Repeat exactly, and only, the lines of the entries below from the one with "repository 5b9a351a00cb1908" through the one with "room for it.", both ends included.

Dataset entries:
▬▬▬▬▬▬▬▬▬▬

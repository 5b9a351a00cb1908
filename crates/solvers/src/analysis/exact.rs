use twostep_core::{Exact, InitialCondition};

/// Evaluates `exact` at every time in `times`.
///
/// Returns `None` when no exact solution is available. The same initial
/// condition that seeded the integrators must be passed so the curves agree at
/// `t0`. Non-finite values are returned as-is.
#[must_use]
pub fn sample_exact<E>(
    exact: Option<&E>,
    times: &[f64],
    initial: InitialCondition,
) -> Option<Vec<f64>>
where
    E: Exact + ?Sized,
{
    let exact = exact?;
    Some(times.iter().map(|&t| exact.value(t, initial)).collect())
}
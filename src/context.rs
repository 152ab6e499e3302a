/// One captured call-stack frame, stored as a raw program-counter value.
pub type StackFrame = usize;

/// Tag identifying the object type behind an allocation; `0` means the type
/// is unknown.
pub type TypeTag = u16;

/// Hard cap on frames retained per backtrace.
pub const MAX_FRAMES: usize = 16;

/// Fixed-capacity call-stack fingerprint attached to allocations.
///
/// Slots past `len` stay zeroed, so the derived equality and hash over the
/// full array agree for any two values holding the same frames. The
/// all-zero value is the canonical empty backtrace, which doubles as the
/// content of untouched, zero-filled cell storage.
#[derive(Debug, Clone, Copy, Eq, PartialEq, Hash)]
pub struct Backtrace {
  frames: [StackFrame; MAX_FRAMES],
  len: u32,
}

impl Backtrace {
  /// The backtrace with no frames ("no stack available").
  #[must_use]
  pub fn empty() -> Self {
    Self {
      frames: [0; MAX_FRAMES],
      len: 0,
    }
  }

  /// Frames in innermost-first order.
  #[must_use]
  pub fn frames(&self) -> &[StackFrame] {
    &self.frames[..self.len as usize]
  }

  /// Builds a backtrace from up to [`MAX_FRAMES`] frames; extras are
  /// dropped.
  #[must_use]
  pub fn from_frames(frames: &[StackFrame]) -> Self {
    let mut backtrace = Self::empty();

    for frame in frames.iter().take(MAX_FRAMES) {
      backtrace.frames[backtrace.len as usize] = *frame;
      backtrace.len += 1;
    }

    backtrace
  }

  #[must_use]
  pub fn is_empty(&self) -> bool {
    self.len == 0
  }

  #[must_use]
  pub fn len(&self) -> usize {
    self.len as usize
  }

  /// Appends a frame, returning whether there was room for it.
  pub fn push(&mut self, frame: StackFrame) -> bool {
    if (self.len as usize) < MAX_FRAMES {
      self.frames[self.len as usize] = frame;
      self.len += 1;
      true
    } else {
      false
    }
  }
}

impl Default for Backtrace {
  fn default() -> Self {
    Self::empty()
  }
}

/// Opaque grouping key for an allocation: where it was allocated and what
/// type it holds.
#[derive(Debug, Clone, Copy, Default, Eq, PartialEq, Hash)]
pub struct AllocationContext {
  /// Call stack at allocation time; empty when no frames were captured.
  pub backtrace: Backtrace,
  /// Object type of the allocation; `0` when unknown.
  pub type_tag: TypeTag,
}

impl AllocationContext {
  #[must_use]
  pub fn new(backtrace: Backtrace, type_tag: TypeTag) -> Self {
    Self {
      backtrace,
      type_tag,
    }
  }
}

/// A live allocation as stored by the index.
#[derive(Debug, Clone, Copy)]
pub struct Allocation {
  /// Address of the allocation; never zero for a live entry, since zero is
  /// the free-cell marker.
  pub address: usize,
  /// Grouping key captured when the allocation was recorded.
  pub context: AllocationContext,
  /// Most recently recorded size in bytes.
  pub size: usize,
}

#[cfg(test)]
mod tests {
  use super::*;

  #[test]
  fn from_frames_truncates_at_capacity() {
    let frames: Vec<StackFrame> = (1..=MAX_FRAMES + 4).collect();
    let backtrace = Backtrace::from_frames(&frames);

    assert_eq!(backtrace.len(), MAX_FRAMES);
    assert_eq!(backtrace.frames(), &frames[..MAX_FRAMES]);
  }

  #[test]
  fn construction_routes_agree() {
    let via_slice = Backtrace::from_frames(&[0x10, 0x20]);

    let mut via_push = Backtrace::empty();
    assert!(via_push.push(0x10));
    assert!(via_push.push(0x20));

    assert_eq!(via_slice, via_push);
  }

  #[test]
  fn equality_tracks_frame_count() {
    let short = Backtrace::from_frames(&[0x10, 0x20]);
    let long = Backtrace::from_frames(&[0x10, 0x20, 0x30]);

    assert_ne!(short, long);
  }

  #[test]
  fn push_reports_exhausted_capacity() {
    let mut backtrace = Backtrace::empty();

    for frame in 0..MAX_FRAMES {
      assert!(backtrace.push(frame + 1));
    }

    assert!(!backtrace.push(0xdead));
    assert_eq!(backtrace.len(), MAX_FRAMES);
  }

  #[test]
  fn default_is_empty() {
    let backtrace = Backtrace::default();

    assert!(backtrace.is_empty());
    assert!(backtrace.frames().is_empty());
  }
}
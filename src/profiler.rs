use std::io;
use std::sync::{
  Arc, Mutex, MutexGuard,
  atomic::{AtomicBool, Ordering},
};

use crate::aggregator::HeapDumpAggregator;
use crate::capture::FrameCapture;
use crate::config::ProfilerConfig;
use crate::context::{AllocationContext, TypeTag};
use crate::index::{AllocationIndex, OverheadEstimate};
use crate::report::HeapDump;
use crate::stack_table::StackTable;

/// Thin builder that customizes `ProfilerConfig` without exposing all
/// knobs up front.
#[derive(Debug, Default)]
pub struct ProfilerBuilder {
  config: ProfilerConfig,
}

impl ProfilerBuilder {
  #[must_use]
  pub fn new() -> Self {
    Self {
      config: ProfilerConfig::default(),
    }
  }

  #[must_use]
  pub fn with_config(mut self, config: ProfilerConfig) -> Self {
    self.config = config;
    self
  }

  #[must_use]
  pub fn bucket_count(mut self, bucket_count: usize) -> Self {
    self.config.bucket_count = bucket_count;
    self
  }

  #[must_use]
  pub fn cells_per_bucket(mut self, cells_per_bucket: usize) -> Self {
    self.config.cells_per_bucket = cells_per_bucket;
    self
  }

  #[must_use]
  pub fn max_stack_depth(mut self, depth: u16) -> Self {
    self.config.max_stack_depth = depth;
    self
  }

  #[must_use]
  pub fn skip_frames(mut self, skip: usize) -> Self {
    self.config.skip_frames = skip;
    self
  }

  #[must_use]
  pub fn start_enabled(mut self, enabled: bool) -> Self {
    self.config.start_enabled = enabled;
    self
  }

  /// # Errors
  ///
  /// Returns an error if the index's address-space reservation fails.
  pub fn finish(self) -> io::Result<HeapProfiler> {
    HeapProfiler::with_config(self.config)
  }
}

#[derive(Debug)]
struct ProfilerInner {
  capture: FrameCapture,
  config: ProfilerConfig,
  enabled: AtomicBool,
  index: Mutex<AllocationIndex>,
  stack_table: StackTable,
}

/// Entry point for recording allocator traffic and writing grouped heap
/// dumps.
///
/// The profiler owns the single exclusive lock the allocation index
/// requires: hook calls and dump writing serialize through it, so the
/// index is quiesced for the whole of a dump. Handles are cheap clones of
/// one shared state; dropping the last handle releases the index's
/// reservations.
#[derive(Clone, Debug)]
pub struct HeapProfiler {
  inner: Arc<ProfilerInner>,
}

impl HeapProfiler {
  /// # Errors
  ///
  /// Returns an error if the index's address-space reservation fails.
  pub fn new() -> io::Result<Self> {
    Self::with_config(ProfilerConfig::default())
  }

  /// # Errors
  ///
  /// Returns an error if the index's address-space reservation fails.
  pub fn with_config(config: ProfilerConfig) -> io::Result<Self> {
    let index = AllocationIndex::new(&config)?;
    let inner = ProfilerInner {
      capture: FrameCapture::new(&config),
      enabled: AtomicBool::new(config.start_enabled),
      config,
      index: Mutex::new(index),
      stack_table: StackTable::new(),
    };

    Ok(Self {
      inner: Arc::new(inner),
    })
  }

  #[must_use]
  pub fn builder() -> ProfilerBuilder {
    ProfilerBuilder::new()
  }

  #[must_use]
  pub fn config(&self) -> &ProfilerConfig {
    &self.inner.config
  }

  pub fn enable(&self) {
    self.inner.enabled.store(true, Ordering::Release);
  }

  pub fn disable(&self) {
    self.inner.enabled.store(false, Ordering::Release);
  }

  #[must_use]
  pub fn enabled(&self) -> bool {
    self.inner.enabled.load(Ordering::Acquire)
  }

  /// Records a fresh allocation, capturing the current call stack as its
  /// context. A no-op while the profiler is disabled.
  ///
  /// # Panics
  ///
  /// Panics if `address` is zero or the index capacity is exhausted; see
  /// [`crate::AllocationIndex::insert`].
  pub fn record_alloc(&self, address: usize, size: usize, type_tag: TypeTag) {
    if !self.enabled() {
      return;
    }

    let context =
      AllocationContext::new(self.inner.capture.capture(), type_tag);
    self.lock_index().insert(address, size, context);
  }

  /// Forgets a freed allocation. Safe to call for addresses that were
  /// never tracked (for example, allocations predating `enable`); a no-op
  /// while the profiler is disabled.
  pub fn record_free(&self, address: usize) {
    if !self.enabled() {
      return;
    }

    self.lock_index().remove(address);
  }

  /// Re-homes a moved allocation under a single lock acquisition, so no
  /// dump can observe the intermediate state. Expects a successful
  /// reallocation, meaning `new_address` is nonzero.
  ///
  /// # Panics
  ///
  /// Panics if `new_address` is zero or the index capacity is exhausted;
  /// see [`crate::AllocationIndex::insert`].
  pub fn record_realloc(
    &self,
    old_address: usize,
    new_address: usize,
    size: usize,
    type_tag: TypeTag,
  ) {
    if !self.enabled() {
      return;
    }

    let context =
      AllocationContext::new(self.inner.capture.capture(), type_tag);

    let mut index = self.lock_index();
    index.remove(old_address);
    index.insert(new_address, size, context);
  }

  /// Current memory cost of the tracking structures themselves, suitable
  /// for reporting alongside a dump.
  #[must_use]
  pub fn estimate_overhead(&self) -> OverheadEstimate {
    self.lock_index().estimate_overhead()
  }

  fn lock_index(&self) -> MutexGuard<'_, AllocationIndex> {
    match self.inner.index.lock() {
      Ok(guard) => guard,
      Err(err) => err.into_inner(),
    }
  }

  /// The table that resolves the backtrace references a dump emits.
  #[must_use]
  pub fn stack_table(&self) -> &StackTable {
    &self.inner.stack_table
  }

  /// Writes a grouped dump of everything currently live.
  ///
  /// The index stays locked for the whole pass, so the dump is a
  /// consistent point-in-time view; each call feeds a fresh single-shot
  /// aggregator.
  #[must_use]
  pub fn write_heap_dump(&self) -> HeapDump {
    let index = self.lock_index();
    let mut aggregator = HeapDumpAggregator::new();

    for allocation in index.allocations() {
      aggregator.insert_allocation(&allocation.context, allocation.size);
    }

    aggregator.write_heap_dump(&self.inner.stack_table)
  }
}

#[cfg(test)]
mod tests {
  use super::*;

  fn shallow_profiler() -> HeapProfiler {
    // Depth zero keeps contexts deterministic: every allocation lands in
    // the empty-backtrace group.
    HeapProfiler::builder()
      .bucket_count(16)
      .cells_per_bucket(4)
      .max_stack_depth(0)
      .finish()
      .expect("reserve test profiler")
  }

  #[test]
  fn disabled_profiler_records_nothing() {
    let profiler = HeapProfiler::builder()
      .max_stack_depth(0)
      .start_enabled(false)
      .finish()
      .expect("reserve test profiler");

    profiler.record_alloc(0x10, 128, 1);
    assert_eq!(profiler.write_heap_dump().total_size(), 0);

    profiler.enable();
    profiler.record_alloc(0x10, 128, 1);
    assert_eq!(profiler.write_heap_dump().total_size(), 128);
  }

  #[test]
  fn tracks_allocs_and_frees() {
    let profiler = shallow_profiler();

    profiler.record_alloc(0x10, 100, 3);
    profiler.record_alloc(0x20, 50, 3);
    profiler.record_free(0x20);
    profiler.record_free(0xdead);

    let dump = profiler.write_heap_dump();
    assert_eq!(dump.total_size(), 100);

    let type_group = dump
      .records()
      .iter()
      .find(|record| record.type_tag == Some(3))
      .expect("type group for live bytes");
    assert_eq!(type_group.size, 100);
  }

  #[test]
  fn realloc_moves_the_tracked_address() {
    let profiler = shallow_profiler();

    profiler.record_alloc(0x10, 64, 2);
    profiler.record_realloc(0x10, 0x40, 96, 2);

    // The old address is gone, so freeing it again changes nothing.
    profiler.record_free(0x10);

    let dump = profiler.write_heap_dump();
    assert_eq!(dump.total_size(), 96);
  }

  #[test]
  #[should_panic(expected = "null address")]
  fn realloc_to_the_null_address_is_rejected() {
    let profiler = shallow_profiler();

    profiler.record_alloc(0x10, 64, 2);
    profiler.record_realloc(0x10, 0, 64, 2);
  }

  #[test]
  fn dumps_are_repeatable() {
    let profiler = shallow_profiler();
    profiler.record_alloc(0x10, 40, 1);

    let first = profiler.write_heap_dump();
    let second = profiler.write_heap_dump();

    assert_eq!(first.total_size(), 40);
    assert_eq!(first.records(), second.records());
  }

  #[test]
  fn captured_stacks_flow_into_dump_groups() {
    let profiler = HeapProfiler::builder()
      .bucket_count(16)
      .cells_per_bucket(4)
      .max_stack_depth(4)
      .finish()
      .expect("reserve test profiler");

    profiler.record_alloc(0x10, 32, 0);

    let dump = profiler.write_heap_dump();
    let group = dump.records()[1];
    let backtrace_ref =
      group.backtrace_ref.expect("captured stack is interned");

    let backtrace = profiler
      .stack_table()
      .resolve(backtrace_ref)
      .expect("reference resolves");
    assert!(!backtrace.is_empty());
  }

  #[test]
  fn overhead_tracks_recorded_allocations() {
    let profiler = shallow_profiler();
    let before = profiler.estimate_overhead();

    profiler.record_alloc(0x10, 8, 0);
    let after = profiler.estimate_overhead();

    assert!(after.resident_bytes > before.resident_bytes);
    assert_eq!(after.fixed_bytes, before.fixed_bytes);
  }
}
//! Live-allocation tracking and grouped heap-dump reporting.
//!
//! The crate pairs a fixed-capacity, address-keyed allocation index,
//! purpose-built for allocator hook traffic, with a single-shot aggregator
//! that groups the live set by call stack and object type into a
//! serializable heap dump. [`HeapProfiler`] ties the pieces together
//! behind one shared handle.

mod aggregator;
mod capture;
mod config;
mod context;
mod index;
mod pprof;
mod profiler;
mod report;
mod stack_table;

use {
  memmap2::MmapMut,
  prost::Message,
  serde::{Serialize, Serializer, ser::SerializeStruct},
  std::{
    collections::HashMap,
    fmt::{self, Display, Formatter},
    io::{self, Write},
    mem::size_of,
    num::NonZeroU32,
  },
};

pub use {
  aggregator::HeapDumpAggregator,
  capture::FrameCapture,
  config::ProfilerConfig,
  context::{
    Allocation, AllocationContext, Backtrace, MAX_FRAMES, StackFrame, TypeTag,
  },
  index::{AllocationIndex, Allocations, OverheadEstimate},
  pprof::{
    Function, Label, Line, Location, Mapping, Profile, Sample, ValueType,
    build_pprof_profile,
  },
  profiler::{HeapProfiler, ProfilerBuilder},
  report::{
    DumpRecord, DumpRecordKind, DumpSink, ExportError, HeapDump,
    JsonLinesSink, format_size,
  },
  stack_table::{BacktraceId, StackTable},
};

▬▬▬▬▬▬▬▬▬▬

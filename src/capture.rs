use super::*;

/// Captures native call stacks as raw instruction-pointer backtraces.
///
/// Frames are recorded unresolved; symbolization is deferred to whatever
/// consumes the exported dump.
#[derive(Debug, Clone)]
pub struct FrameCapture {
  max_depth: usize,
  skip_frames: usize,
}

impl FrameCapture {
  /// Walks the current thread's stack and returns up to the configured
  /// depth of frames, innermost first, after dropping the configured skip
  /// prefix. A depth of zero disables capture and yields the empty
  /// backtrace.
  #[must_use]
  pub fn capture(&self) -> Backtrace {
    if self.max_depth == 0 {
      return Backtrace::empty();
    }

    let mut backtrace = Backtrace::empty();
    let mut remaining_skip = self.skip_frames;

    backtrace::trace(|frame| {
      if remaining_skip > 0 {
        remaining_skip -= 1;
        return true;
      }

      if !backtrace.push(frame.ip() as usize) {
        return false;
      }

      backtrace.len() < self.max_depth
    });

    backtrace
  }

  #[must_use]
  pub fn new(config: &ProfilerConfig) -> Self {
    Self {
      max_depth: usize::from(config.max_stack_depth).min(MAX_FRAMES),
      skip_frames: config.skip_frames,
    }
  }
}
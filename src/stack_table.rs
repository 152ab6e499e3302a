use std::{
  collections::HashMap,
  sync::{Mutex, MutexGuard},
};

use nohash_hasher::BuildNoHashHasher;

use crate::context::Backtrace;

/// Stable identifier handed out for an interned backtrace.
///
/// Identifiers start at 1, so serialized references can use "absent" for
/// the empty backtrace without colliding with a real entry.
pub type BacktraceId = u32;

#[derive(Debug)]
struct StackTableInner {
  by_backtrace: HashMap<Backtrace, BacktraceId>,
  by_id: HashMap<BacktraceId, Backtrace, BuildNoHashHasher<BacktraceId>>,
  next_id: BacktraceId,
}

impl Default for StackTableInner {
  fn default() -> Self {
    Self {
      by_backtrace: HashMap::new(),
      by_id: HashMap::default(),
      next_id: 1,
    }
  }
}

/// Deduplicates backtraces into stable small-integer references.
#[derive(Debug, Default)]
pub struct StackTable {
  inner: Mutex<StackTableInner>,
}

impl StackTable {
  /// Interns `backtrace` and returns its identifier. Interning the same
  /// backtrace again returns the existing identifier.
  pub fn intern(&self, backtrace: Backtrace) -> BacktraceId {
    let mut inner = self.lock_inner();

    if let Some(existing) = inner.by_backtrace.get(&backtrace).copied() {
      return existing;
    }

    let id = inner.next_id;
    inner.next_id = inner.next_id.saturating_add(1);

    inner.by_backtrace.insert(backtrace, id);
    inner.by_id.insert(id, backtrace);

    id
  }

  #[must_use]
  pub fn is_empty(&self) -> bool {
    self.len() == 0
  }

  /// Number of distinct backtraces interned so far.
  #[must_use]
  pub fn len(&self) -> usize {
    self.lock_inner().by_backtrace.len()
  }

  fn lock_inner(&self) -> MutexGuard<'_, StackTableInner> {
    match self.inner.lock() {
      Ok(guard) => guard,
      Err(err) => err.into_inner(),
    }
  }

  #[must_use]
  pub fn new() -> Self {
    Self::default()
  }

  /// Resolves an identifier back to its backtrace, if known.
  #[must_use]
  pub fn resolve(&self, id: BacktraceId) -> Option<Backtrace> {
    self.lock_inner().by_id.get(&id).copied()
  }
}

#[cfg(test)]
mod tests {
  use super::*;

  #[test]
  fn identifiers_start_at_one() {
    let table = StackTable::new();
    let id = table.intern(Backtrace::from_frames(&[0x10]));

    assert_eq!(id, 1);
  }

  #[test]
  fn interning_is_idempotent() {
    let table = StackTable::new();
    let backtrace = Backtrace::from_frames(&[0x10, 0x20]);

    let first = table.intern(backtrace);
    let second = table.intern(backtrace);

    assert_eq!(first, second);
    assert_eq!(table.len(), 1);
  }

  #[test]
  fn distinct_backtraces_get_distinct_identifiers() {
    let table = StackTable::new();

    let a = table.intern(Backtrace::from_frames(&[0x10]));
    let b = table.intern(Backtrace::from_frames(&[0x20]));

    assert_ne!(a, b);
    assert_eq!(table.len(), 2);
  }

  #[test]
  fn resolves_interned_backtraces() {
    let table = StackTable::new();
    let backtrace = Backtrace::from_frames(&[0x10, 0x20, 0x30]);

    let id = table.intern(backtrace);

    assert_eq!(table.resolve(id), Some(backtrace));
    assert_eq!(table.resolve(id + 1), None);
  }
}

▬▬▬▬▬▬▬▬▬▬

SOLVED EXERCISE:
repository 5b9a351a00cb1908
filename crates/solvers/src/analysis/exact.rs
use twostep_core::{Exact, InitialCondition};

/// Evaluates `exact` at every time in `times`.
///
/// Returns `None` when no exact solution is available. The same initial
/// condition that seeded the integrators must be passed so the curves agree at
/// `t0`. Non-finite values are returned as-is.
#[must_use]
pub fn sample_exact<E>(
    exact: Option<&E>,
    times: &[f64],
    initial: InitialCondition,
) -> Option<Vec<f64>>
where
    E: Exact + ?Sized,
{
    let exact = exact?;
    Some(times.iter().map(|&t| exact.value(t, initial)).collect())
}
filename src/context.rs
repository 152ab6e499e3302a
/// One captured call-stack frame, stored as a raw program-counter value.
pub type StackFrame = usize;

/// Tag identifying the object type behind an allocation; `0` means the type
/// is unknown.
pub type TypeTag = u16;

/// Hard cap on frames retained per backtrace.
pub const MAX_FRAMES: usize = 16;

/// Fixed-capacity call-stack fingerprint attached to allocations.
///
/// Slots past `len` stay zeroed, so the derived equality and hash over the
/// full array agree for any two values holding the same frames. The
/// all-zero value is the canonical empty backtrace, which doubles as the
/// content of untouched, zero-filled cell storage.
#[derive(Debug, Clone, Copy, Eq, PartialEq, Hash)]
pub struct Backtrace {
  frames: [StackFrame; MAX_FRAMES],
  len: u32,
}

impl Backtrace {
  /// The backtrace with no frames ("no stack available").
  #[must_use]
  pub fn empty() -> Self {
    Self {
      frames: [0; MAX_FRAMES],
      len: 0,
    }
  }

  /// Frames in innermost-first order.
  #[must_use]
  pub fn frames(&self) -> &[StackFrame] {
    &self.frames[..self.len as usize]
  }

  /// Builds a backtrace from up to [`MAX_FRAMES`] frames; extras are
  /// dropped.
  #[must_use]
  pub fn from_frames(frames: &[StackFrame]) -> Self {
    let mut backtrace = Self::empty();

    for frame in frames.iter().take(MAX_FRAMES) {
      backtrace.frames[backtrace.len as usize] = *frame;
      backtrace.len += 1;
    }

    backtrace
  }

  #[must_use]
  pub fn is_empty(&self) -> bool {
    self.len == 0
  }

  #[must_use]
  pub fn len(&self) -> usize {
    self.len as usize
  }

  /// Appends a frame, returning whether there was room for it.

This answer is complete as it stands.